Da fresta, no isolamento social em tempos de Covid-19, eu vejo Rubem Fonseca ir


A jornalista Brunna Condini, apaixonada pela obra do autor que morreu semana passada aos 94 anos, questiona: “Será que Rubem Fonseca sentia o medo que nós estamos sentindo? Será que ele pensou no mundo pós-coronavírus?
Talvez o escritor experimentasse uma escrita inédita, imbuída do sentimento pós-apocalíptico, trazendo alguma fé no ser humano. Ou talvez ele dilacerasse de vez o que precisa ser rompido, com uma narrativa direta, dizendo, através da sua boa ficção: aqui está o personagem de um mundo novo, devastado. Recomece ou será extinto, camarada”
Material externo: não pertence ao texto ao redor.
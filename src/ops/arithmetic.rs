//! Operation kinds for elementwise kernels

use crate::dtype::Element;

/// Compute the output shape for binary operations with broadcasting
///
/// Returns None if the shapes are incompatible for broadcasting.
pub fn broadcast_shape(a: &[usize], b: &[usize]) -> Option<Vec<usize>> {
    let max_ndim = a.len().max(b.len());
    let mut result = Vec::with_capacity(max_ndim);

    // Iterate from right to left
    for i in 0..max_ndim {
        let a_dim = if i < a.len() { a[a.len() - 1 - i] } else { 1 };
        let b_dim = if i < b.len() { b[b.len() - 1 - i] } else { 1 };

        if a_dim == b_dim {
            result.push(a_dim);
        } else if a_dim == 1 {
            result.push(b_dim);
        } else if b_dim == 1 {
            result.push(a_dim);
        } else {
            return None;
        }
    }

    result.reverse();
    Some(result)
}

/// Binary arithmetic operation kind
#[derive(Copy, Clone, Debug, PartialEq, Eq)]
pub enum BinaryOp {
    /// Addition: a + b
    Add,
    /// Subtraction: a - b
    Sub,
    /// Multiplication: a * b
    Mul,
    /// Division: a / b (integers truncate toward zero)
    Div,
}

impl BinaryOp {
    /// Operation name used in error messages
    pub const fn name(self) -> &'static str {
        match self {
            Self::Add => "add",
            Self::Sub => "sub",
            Self::Mul => "mul",
            Self::Div => "div",
        }
    }

    /// Apply to one pair of elements
    #[inline]
    pub fn apply<T: Element>(self, a: T, b: T) -> T {
        match self {
            Self::Add => a.elem_add(b),
            Self::Sub => a.elem_sub(b),
            Self::Mul => a.elem_mul(b),
            Self::Div => a.elem_div(b),
        }
    }
}

/// Comparison operation kind; results are always `Bool`
#[derive(Copy, Clone, Debug, PartialEq, Eq)]
pub enum CompareOp {
    /// a == b
    Eq,
    /// a != b
    Ne,
    /// a < b
    Lt,
    /// a <= b
    Le,
    /// a > b
    Gt,
    /// a >= b
    Ge,
}

impl CompareOp {
    /// Operation name used in error messages
    pub const fn name(self) -> &'static str {
        match self {
            Self::Eq => "eq",
            Self::Ne => "ne",
            Self::Lt => "lt",
            Self::Le => "le",
            Self::Gt => "gt",
            Self::Ge => "ge",
        }
    }

    /// Apply to one pair of elements
    #[inline]
    pub fn apply<T: Element>(self, a: T, b: T) -> bool {
        match self {
            Self::Eq => a == b,
            Self::Ne => a != b,
            Self::Lt => a < b,
            Self::Le => a <= b,
            Self::Gt => a > b,
            Self::Ge => a >= b,
        }
    }
}

/// Logical operation kind; operands are read as "non-zero is true"
#[derive(Copy, Clone, Debug, PartialEq, Eq)]
pub enum LogicalOp {
    /// a && b
    And,
    /// a || b
    Or,
    /// a != b (as truth values)
    Xor,
}

impl LogicalOp {
    /// Operation name used in error messages
    pub const fn name(self) -> &'static str {
        match self {
            Self::And => "logical_and",
            Self::Or => "logical_or",
            Self::Xor => "logical_xor",
        }
    }

    /// Apply to one pair of elements
    #[inline]
    pub fn apply<T: Element>(self, a: T, b: T) -> bool {
        let (a, b) = (a.truthy(), b.truthy());
        match self {
            Self::And => a && b,
            Self::Or => a || b,
            Self::Xor => a ^ b,
        }
    }
}

/// Unary operation kind
#[derive(Copy, Clone, Debug, PartialEq, Eq)]
pub enum UnaryOp {
    /// Absolute value: |a|
    Abs,
}

impl UnaryOp {
    /// Operation name used in error messages
    pub const fn name(self) -> &'static str {
        match self {
            Self::Abs => "abs",
        }
    }

    /// Apply to one element
    #[inline]
    pub fn apply<T: Element>(self, a: T) -> T {
        match self {
            Self::Abs => a.elem_abs(),
        }
    }
}
//! CUDA runtime implementation

use super::POOLS;
use crate::config;
use crate::error::{Error, Result};
use crate::runtime::cpu::{host_alloc, host_free};
use crate::runtime::{Device, Runtime};

/// CUDA Runtime adapter
///
/// Implements the Runtime trait for CUDA devices on top of accounted host
/// memory pools.
#[derive(Clone, Debug, Default)]
pub struct CudaRuntime;

impl CudaRuntime {
    /// Number of configured CUDA devices
    pub fn device_count() -> usize {
        config::current().cuda_device_count
    }

    /// Check that `CUDA:index` exists
    pub fn validate_index(index: usize) -> Result<()> {
        let count = Self::device_count();
        if index >= count {
            return Err(Error::DeviceUnavailable {
                device: Device::cuda(index),
                reason: format!("{count} CUDA device(s) configured"),
            });
        }
        Ok(())
    }

    /// Override the byte budget of one device
    ///
    /// `None` removes the budget entirely. Memory already allocated is not
    /// affected, but later allocations fail once usage would exceed the limit.
    pub fn set_memory_limit(index: usize, limit: Option<usize>) {
        tracing::debug!(index, ?limit, "setting CUDA memory limit");
        POOLS.lock().entry(index).or_default().limit = Some(limit);
    }

    /// Bytes currently allocated on `CUDA:index`
    pub fn allocated_bytes(index: usize) -> usize {
        POOLS.lock().get(&index).map_or(0, |pool| pool.allocated)
    }
}

impl Runtime for CudaRuntime {
    fn name() -> &'static str {
        "cuda"
    }

    /// Allocate device memory.
    ///
    /// Returns `Err(OutOfMemory)` if the device budget would be exceeded.
    fn allocate(size_bytes: usize, device: &Device) -> Result<u64> {
        Self::validate_index(device.index())?;
        if size_bytes == 0 {
            return Ok(0);
        }

        let default_limit = config::current().cuda_memory_limit;
        let mut pools = POOLS.lock();
        let pool = pools.entry(device.index()).or_default();
        let limit = pool.limit.unwrap_or(default_limit);

        let requested = pool.allocated.saturating_add(size_bytes);
        if limit.is_some_and(|limit| requested > limit) {
            tracing::debug!(
                device = %device,
                bytes = size_bytes,
                in_use = pool.allocated,
                ?limit,
                "CUDA allocation exceeds device budget"
            );
            return Err(Error::OutOfMemory {
                size: size_bytes,
                device: *device,
            });
        }

        let ptr = host_alloc(size_bytes, device)?;
        pool.allocated = requested;
        tracing::trace!(device = %device, bytes = size_bytes, ptr, "cuda alloc");
        Ok(ptr)
    }

    fn deallocate(ptr: u64, size_bytes: usize, device: &Device) {
        if ptr == 0 || size_bytes == 0 {
            return;
        }

        if let Some(pool) = POOLS.lock().get_mut(&device.index()) {
            pool.allocated = pool.allocated.saturating_sub(size_bytes);
        }
        tracing::trace!(device = %device, bytes = size_bytes, ptr, "cuda free");
        host_free(ptr, size_bytes);
    }

    fn copy_to_device(src: &[u8], dst: u64, _device: &Device) -> Result<()> {
        if src.is_empty() || dst == 0 {
            return Ok(());
        }

        unsafe {
            std::ptr::copy_nonoverlapping(src.as_ptr(), dst as *mut u8, src.len());
        }
        Ok(())
    }

    fn copy_from_device(src: u64, dst: &mut [u8], _device: &Device) -> Result<()> {
        if dst.is_empty() || src == 0 {
            return Ok(());
        }

        unsafe {
            std::ptr::copy_nonoverlapping(src as *const u8, dst.as_mut_ptr(), dst.len());
        }
        Ok(())
    }

    fn copy_within_device(src: u64, dst: u64, size_bytes: usize, _device: &Device) -> Result<()> {
        if size_bytes == 0 || src == 0 || dst == 0 {
            return Ok(());
        }

        unsafe {
            std::ptr::copy(src as *const u8, dst as *mut u8, size_bytes);
        }
        Ok(())
    }

    fn default_device() -> Device {
        Device::cuda(0)
    }
}
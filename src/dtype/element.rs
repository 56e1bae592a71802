//! Element trait for mapping Rust types to DType

use super::DType;
use bytemuck::NoUninit;
use std::fmt::Debug;

/// Trait for types that can be elements of a tensor
///
/// This trait connects Rust's type system to tensorkit's runtime dtype system.
/// It's implemented for `f64`, `f32`, `i64`, `i32`, `u8` and `bool`.
///
/// # Bounds
/// - `Copy + Send + Sync + 'static` - Basic trait requirements
/// - `NoUninit` - Safe view as bytes when copying to a device (bytemuck)
/// - `PartialOrd` - Comparison kernels
///
/// Arithmetic goes through the `elem_*` methods rather than `std::ops` so that
/// integer kernels wrap instead of panicking on overflow.
pub trait Element: Copy + Send + Sync + NoUninit + PartialOrd + Debug + 'static {
    /// The corresponding DType for this Rust type
    const DTYPE: DType;

    /// Convert to f64 for float conversions
    fn to_f64(self) -> f64;

    /// Convert from f64, truncating toward zero for integer types
    fn from_f64(v: f64) -> Self;

    /// Convert to i64 for exact integer conversions
    fn to_i64(self) -> i64;

    /// Convert from i64, wrapping for narrower integer types
    fn from_i64(v: i64) -> Self;

    /// Zero value
    fn zero() -> Self;

    /// One value
    fn one() -> Self;

    /// Truth value: zero is false, everything else is true
    fn truthy(self) -> bool;

    /// Convert a boolean to this type (1 or 0)
    fn from_bool(v: bool) -> Self;

    /// Elementwise addition
    fn elem_add(self, rhs: Self) -> Self;

    /// Elementwise subtraction
    fn elem_sub(self, rhs: Self) -> Self;

    /// Elementwise multiplication
    fn elem_mul(self, rhs: Self) -> Self;

    /// Elementwise division. Integer division truncates toward zero;
    /// callers must rule out a zero integer divisor beforehand.
    fn elem_div(self, rhs: Self) -> Self;

    /// Absolute value
    fn elem_abs(self) -> Self;

    /// Cast to another element type
    ///
    /// Conversions involving a float go through f64 (`as` semantics:
    /// truncation toward zero, saturating at the integer bounds). Integer to
    /// integer conversions go through i64 and wrap. Anything cast to `bool`
    /// is "non-zero".
    #[inline]
    fn cast<U: Element>(self) -> U {
        if U::DTYPE == DType::Bool {
            U::from_bool(self.truthy())
        } else if Self::DTYPE.is_float() || U::DTYPE.is_float() {
            U::from_f64(self.to_f64())
        } else {
            U::from_i64(self.to_i64())
        }
    }
}

macro_rules! impl_float_element {
    ($ty:ty, $dtype:expr) => {
        impl Element for $ty {
            const DTYPE: DType = $dtype;

            #[inline]
            fn to_f64(self) -> f64 {
                self as f64
            }

            #[inline]
            fn from_f64(v: f64) -> Self {
                v as $ty
            }

            #[inline]
            fn to_i64(self) -> i64 {
                self as i64
            }

            #[inline]
            fn from_i64(v: i64) -> Self {
                v as $ty
            }

            #[inline]
            fn zero() -> Self {
                0.0
            }

            #[inline]
            fn one() -> Self {
                1.0
            }

            #[inline]
            fn truthy(self) -> bool {
                self != 0.0
            }

            #[inline]
            fn from_bool(v: bool) -> Self {
                if v {
                    1.0
                } else {
                    0.0
                }
            }

            #[inline]
            fn elem_add(self, rhs: Self) -> Self {
                self + rhs
            }

            #[inline]
            fn elem_sub(self, rhs: Self) -> Self {
                self - rhs
            }

            #[inline]
            fn elem_mul(self, rhs: Self) -> Self {
                self * rhs
            }

            #[inline]
            fn elem_div(self, rhs: Self) -> Self {
                self / rhs
            }

            #[inline]
            fn elem_abs(self) -> Self {
                self.abs()
            }
        }
    };
}

macro_rules! impl_int_element {
    ($ty:ty, $dtype:expr, $abs:expr) => {
        impl Element for $ty {
            const DTYPE: DType = $dtype;

            #[inline]
            fn to_f64(self) -> f64 {
                self as f64
            }

            #[inline]
            fn from_f64(v: f64) -> Self {
                v as $ty
            }

            #[inline]
            fn to_i64(self) -> i64 {
                self as i64
            }

            #[inline]
            fn from_i64(v: i64) -> Self {
                v as $ty
            }

            #[inline]
            fn zero() -> Self {
                0
            }

            #[inline]
            fn one() -> Self {
                1
            }

            #[inline]
            fn truthy(self) -> bool {
                self != 0
            }

            #[inline]
            fn from_bool(v: bool) -> Self {
                v as $ty
            }

            #[inline]
            fn elem_add(self, rhs: Self) -> Self {
                self.wrapping_add(rhs)
            }

            #[inline]
            fn elem_sub(self, rhs: Self) -> Self {
                self.wrapping_sub(rhs)
            }

            #[inline]
            fn elem_mul(self, rhs: Self) -> Self {
                self.wrapping_mul(rhs)
            }

            #[inline]
            fn elem_div(self, rhs: Self) -> Self {
                self.wrapping_div(rhs)
            }

            #[inline]
            fn elem_abs(self) -> Self {
                let abs: fn($ty) -> $ty = $abs;
                abs(self)
            }
        }
    };
}

impl_float_element!(f64, DType::F64);
impl_float_element!(f32, DType::F32);
impl_int_element!(i64, DType::I64, i64::wrapping_abs);
impl_int_element!(i32, DType::I32, i32::wrapping_abs);
impl_int_element!(u8, DType::U8, std::convert::identity);

// Bool arithmetic is rejected before reaching a kernel; the lattice operations
// below only keep the trait total.
impl Element for bool {
    const DTYPE: DType = DType::Bool;

    #[inline]
    fn to_f64(self) -> f64 {
        if self {
            1.0
        } else {
            0.0
        }
    }

    #[inline]
    fn from_f64(v: f64) -> Self {
        v != 0.0
    }

    #[inline]
    fn to_i64(self) -> i64 {
        self as i64
    }

    #[inline]
    fn from_i64(v: i64) -> Self {
        v != 0
    }

    #[inline]
    fn zero() -> Self {
        false
    }

    #[inline]
    fn one() -> Self {
        true
    }

    #[inline]
    fn truthy(self) -> bool {
        self
    }

    #[inline]
    fn from_bool(v: bool) -> Self {
        v
    }

    #[inline]
    fn elem_add(self, rhs: Self) -> Self {
        self | rhs
    }

    #[inline]
    fn elem_sub(self, rhs: Self) -> Self {
        self ^ rhs
    }

    #[inline]
    fn elem_mul(self, rhs: Self) -> Self {
        self & rhs
    }

    #[inline]
    fn elem_div(self, _rhs: Self) -> Self {
        self
    }

    #[inline]
    fn elem_abs(self) -> Self {
        self
    }
}
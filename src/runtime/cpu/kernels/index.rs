//! Gather/scatter kernels for index-list keys
//!
//! An index-list selection is described by one offset map per output
//! dimension: `maps[d][i]` is the element offset contributed when output
//! coordinate `d` equals `i`. A plain slice dimension maps `i` to
//! `start * stride + i * step * stride`; an index-list dimension maps `i` to
//! `list[i] * stride`. Integer keys drop their dimension and fold into `base`.

use super::StridedCursor;
use crate::dtype::Element;

/// Walks the cartesian product of offset maps in row-major order
struct MapCursor<'a> {
    maps: &'a [Vec<isize>],
    index: Vec<usize>,
    offset: isize,
}

impl<'a> MapCursor<'a> {
    fn new(maps: &'a [Vec<isize>], base: isize) -> Self {
        let offset = base + maps.iter().map(|m| m.first().copied().unwrap_or(0)).sum::<isize>();
        Self {
            maps,
            index: vec![0; maps.len()],
            offset,
        }
    }

    #[inline]
    fn step(&mut self) {
        for dim in (0..self.maps.len()).rev() {
            let map = &self.maps[dim];
            let old = map[self.index[dim]];
            self.index[dim] += 1;
            if self.index[dim] < map.len() {
                self.offset += map[self.index[dim]] - old;
                return;
            }
            self.index[dim] = 0;
            self.offset += map[0] - old;
        }
    }
}

/// Copy the selected elements of `src` into a contiguous `out`
///
/// # Safety
/// - Every offset `base + sum(maps[d][i_d])` must be valid for `src`
/// - `out` must hold the product of the map lengths
pub unsafe fn gather_kernel<T: Element>(src: *const T, base: isize, maps: &[Vec<isize>], out: *mut T) {
    let total = maps.iter().map(Vec::len).product::<usize>();
    if total == 0 {
        return;
    }

    let mut cursor = MapCursor::new(maps, base);
    for i in 0..total {
        *out.add(i) = *src.offset(cursor.offset);
        cursor.step();
    }
}

/// Write a strided `value` (shaped like the selection) into the selected
/// elements of `dst`
///
/// Repeated indices are written in row-major order, so the last write wins.
///
/// # Safety
/// - Every offset `base + sum(maps[d][i_d])` must be valid for `dst`
/// - `value` must be valid for the selection shape with its strides and offset
/// - `value` must not overlap `dst`
pub unsafe fn scatter_kernel<T: Element>(
    dst: *mut T,
    base: isize,
    maps: &[Vec<isize>],
    value: *const T,
    value_strides: &[isize],
    value_offset: isize,
) {
    let shape: Vec<usize> = maps.iter().map(Vec::len).collect();
    let total = shape.iter().product::<usize>();
    if total == 0 {
        return;
    }

    let mut dst_cursor = MapCursor::new(maps, base);
    let mut value_cursor = StridedCursor::new(&shape, [value_strides], [value_offset]);
    for _ in 0..total {
        let [vo] = value_cursor.offsets();
        *dst.offset(dst_cursor.offset) = *value.offset(vo);
        dst_cursor.step();
        value_cursor.step();
    }
}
Rubem Fonseca (1925-2020): o realismo na ficção de um gênio que a geração Z precisa ler (Foto: Divulgação)

*Por Brunna Condini

 Não tenho contado os dias de quarentena. Mas creio que já sejam mais de 30.

Observo o mundo das frestas.  Cibernéticas e da minha varanda. E da minha mesa de trabalho. E do meu sofá. E reparei esses dias que o azul que escolhi para a parede não é igual ao outro, embora todo mundo ache que sim.

E todos os dias parecem iguais. E também não são. Até porque não é todo dia que um Rubem Fonseca morre. Sim, ele se foi semana passada, aos 94 anos. Um dos maiores escritores de contos e romances deste país. Um dos meus preferidos em inspiração. A escrita afiada e reta de Rubem Fonseca me fez querer escrever sobre gente que bem que poderia existir.

Rubem escrevia sobre retratos duros de um Brasil, sem romantização, sem máscaras. Tinha violência, desigualdades, injustiças. Tentaram censurá-lo lá atrás, mas ele seguiu. Seguraram por um tempo o seu “Feliz Ano Novo” em uma época que a ditadura violentava mais que os personagens marginais dessa sua obra. E, nestes dias que correm, ainda pedem bis. Mas isso é outro assunto.

Mas fico pensando aqui, o que estaria Rubem Fonseca escrevendo hoje?

Nestes tempos tão audiovisuais quanto seus 30 livros. Nestes dias que misturam ficção científica e terror em uma espécie de documentário aberto em que ansiamos por um final melhor, porque feliz não há de ser.

Nestes tempos que escancaram ainda mais as desigualdades, quando precisamos sair de cena para preservar a vida, e percebemos que não somos protagonistas da nossa sobrevivência.

Rubem falaria exatamente do quê?

Poderia continuar escrevendo sobre as contradições sociais que se esgarçam. Sobre falarmos na valorização da vida com o isolamento, para gente que precisa sair para trazer o que comer no dia.

Será que Rubem Fonseca sentia o medo que nós estamos sentindo?

Será que ele pensou no mundo pós-coronavírus?

Talvez o escritor experimentasse uma escrita inédita, imbuída do sentimento pós-apocalíptico, trazendo alguma fé no ser humano. Ou talvez ele dilacerasse de vez o que precisa ser rompido, com uma narrativa direta, dizendo, através da sua boa ficção: aqui está o personagem de um mundo novo, devastado. Recomece ou será extinto, camarada.

Tenho sonhado muito. Os enredos estão cada vez mais rebuscados. Cenas que, editadas pelo meu subconsciente, fazem muito sentido. Sonhei com Rubem, claro. Na verdade, sonhei com meu pai, que me despertou o amor pela literatura, mas me repreendeu quando peguei obras de Rubem Fonseca aos 14 anos e fui ler escondida. Era brutal demais para a minha idade, mas eu queria ler os bons, os que faziam acreditar no que se estava lendo.

Será que Fonseca misturaria em uma nova obra sua crua ficção, com os fatos que nos trouxeram até aqui? Falaria do tipo de história que seremos para as gerações que virão?

E, como em seu brilhante “Agosto”, em que traçou um caminho até a morte de Getúlio, iria falar sobre a ganância, a sede de poder e a obscura política que se faz em nossa sociedade, e segue deixando à margem quem não interessa?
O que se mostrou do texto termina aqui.